### Input data

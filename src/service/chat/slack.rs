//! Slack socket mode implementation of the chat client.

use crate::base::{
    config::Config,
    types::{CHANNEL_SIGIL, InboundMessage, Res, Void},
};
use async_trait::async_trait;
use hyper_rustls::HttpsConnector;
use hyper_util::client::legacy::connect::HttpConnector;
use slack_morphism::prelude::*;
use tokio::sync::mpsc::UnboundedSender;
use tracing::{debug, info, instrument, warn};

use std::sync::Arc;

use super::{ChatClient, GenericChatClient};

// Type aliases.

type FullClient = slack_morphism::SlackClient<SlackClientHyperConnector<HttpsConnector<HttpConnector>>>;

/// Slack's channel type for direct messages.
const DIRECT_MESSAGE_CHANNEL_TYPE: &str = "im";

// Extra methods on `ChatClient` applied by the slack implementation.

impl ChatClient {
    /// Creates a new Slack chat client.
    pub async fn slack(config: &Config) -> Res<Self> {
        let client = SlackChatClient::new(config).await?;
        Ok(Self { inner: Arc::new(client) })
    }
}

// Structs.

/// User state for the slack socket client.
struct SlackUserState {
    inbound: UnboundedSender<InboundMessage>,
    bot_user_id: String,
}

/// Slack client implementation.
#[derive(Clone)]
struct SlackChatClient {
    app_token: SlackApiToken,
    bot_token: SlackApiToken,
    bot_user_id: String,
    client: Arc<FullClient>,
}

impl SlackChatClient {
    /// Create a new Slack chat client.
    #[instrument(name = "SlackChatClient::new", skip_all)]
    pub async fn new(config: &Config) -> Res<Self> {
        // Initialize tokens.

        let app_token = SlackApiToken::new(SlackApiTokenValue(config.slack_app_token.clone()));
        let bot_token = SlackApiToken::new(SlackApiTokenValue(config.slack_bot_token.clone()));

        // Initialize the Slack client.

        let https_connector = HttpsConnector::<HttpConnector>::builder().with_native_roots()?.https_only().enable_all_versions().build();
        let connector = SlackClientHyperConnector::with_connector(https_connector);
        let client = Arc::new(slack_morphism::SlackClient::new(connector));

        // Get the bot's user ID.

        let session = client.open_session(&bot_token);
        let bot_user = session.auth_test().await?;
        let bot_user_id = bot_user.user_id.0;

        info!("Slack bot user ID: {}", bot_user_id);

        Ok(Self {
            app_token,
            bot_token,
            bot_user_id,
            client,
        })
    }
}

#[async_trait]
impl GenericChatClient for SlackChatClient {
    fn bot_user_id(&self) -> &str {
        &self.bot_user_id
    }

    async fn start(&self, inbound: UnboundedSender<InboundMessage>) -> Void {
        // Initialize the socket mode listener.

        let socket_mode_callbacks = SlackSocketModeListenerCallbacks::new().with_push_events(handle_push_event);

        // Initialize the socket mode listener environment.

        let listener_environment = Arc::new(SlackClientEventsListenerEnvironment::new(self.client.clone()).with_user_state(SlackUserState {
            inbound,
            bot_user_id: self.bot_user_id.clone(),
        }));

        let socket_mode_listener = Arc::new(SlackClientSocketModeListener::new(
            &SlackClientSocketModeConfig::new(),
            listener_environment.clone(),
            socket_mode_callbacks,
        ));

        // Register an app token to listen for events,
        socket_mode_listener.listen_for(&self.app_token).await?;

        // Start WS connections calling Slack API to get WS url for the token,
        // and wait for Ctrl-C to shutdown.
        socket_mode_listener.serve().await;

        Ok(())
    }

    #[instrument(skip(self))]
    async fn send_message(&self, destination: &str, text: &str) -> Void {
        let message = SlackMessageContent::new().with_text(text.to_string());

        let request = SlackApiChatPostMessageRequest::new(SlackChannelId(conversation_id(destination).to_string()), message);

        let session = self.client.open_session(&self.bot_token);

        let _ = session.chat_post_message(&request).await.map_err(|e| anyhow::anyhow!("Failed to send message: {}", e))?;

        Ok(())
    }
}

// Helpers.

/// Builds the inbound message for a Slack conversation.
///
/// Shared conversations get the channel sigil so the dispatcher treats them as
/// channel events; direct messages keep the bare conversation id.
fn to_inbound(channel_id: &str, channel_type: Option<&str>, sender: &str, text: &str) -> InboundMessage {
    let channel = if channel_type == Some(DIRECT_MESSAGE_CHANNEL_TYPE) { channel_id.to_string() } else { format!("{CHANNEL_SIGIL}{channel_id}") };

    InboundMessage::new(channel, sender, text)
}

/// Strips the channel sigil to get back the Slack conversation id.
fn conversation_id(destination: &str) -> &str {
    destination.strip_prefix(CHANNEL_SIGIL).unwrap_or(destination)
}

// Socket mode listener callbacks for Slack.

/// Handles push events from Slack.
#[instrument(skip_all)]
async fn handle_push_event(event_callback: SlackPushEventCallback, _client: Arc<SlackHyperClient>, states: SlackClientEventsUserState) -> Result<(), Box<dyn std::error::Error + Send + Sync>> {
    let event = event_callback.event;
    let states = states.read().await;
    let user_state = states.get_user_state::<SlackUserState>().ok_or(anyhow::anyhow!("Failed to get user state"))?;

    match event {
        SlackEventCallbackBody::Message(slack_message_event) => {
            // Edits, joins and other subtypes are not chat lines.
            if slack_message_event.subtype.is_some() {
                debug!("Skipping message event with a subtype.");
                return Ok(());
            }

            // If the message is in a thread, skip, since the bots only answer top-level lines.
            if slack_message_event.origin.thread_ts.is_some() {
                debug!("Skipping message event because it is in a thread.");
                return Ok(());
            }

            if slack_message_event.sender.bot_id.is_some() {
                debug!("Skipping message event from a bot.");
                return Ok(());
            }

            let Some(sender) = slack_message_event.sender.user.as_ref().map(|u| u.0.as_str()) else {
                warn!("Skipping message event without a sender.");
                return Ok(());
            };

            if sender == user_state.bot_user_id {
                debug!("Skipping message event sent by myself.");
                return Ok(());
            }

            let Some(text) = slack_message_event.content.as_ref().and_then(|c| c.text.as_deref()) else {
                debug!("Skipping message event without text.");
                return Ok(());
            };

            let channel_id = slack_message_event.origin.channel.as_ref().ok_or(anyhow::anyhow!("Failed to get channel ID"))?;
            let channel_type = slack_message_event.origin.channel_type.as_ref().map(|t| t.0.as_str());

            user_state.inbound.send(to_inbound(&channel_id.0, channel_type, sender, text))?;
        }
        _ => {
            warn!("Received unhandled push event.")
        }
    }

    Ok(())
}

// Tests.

######
### Input data

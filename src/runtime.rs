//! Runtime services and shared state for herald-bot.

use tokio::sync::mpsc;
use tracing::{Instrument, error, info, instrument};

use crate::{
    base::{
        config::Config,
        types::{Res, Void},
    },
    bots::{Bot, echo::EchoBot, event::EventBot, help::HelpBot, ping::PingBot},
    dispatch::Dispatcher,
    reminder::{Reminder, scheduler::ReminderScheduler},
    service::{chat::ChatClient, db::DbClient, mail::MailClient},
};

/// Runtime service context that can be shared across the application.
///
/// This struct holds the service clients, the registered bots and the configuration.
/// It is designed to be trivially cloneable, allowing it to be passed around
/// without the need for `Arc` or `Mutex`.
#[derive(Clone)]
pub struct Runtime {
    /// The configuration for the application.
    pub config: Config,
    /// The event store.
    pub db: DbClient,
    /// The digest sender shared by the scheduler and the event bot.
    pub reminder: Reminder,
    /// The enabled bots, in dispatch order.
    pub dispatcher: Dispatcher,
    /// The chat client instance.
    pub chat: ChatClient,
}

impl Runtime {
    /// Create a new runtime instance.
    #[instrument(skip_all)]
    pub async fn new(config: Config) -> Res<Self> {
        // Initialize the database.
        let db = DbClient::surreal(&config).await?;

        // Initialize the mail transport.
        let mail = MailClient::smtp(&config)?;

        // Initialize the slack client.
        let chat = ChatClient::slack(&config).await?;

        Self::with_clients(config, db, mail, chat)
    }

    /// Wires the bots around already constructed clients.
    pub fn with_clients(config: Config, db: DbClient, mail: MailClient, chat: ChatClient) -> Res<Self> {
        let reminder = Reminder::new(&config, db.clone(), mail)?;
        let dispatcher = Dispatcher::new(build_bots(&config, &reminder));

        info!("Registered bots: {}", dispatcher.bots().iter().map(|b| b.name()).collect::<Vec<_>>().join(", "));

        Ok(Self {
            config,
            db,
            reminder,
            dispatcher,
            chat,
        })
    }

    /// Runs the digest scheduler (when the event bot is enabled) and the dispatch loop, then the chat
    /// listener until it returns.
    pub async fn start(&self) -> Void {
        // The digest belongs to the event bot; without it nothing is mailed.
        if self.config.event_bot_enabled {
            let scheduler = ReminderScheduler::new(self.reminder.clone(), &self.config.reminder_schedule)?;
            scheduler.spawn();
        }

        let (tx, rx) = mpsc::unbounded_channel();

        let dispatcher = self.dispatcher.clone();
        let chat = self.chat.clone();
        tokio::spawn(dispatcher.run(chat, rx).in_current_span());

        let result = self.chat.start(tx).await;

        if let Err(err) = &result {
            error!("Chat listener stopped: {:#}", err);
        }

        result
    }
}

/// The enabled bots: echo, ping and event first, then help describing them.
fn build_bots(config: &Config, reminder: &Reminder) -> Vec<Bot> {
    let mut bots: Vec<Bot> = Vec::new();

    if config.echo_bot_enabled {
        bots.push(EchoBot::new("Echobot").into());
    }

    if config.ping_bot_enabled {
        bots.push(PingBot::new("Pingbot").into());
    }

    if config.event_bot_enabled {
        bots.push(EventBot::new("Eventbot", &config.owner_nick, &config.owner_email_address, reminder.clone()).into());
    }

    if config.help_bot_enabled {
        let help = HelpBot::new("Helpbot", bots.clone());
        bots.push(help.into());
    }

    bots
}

######

Instructions for the task - All lines in the listing above between the line with "filename src/service/chat/slack.rs" and the line with "the slack implementation.", inclusive, should be set down exactly, and no line outside that range.

Task result -
filename src/service/chat/slack.rs
//! Slack socket mode implementation of the chat client.

use crate::base::{
    config::Config,
    types::{CHANNEL_SIGIL, InboundMessage, Res, Void},
};
use async_trait::async_trait;
use hyper_rustls::HttpsConnector;
use hyper_util::client::legacy::connect::HttpConnector;
use slack_morphism::prelude::*;
use tokio::sync::mpsc::UnboundedSender;
use tracing::{debug, info, instrument, warn};

use std::sync::Arc;

use super::{ChatClient, GenericChatClient};

// Type aliases.

type FullClient = slack_morphism::SlackClient<SlackClientHyperConnector<HttpsConnector<HttpConnector>>>;

/// Slack's channel type for direct messages.
const DIRECT_MESSAGE_CHANNEL_TYPE: &str = "im";

// Extra methods on `ChatClient` applied by the slack implementation.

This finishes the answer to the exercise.